> **Your objective**: Search the material below for the string "host". Return every line that holds it.

> **Materials provided**:
#[async_trait]
impl RemoteExec for Ssh {
    async fn probe(&self, host: IpAddr, cred: &Credential) -> Result<(), RemoteError> {
        let out = self.run(host, cred, "echo ready").await?;
        if out.success() && out.output.trim() == "ready" {
            Ok(())
        } else {
            Err(RemoteError::Failed {
                status: out.status,
                output: out.output,
            })
        }
    }

    async fn run(
        &self,
        host: IpAddr,
        cred: &Credential,
        command: &str,
    ) -> Result<CommandOutput, RemoteError> {
        let mut cmd = self.command("ssh", cred);
        cmd.args(ssh_args(self.connect_timeout, host, cred, command));
        trace!("exec: {cmd:?}");
        let output = cmd.output().await.map_err(|source| RemoteError::Spawn {
            program: Self::program_name(cred, "ssh"),
            source,
        })?;
        let mut text = String::from_utf8_lossy(&output.stdout).into_owned();
        // Connection failures are reported by ssh itself on stderr
        text.push_str(&String::from_utf8_lossy(&output.stderr));
        Ok(CommandOutput {
            status: output.status.code(),
            output: text,
        })
    }

    async fn upload(
        &self,
        host: IpAddr,
        cred: &Credential,
        local: &Utf8Path,
        remote_dir: &str,
    ) -> Result<(), RemoteError> {
        let mut cmd = self.command("scp", cred);
        cmd.args(common_ssh_options(self.connect_timeout, cred.password.is_none()));
        if let Some(identity) = &cred.identity {
            cmd.arg("-i").arg(identity.as_str());
        }
        cmd.arg("-r")
            .arg(local.as_str())
            .arg(format!("{}@{}:{}", cred.user, host, remote_dir));
        debug!("Uploading {local} to {host}:{remote_dir}");
        let output = cmd.output().await.map_err(|source| RemoteError::Spawn {
            program: Self::program_name(cred, "scp"),
            source,
        })?;
        if output.status.success() {
            Ok(())
        } else {
            Err(RemoteError::Failed {
                status: output.status.code(),
                output: String::from_utf8_lossy(&output.stderr).into_owned(),
            })
        }
    }

    async fn spawn(
        &self,
        host: IpAddr,
        cred: &Credential,
        command: &str,
    ) -> Result<RemoteProcess, RemoteError> {
        let mut cmd = self.command("ssh", cred);
        cmd.args(ssh_args(self.connect_timeout, host, cred, command))
            .stdout(Stdio::piped())
            .stderr(Stdio::piped());
        trace!("spawn: {cmd:?}");
        let child = cmd.spawn().map_err(|source| RemoteError::Spawn {
            program: Self::program_name(cred, "ssh"),
            source,
        })?;
        stream_child(child)
    }
}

> **Result**:
    async fn probe(&self, host: IpAddr, cred: &Credential) -> Result<(), RemoteError> {
        let out = self.run(host, cred, "echo ready").await?;
        host: IpAddr,
        cmd.args(ssh_args(self.connect_timeout, host, cred, command));
        host: IpAddr,
            .arg(format!("{}@{}:{}", cred.user, host, remote_dir));
        debug!("Uploading {local} to {host}:{remote_dir}");
        host: IpAddr,
        cmd.args(ssh_args(self.connect_timeout, host, cred, command))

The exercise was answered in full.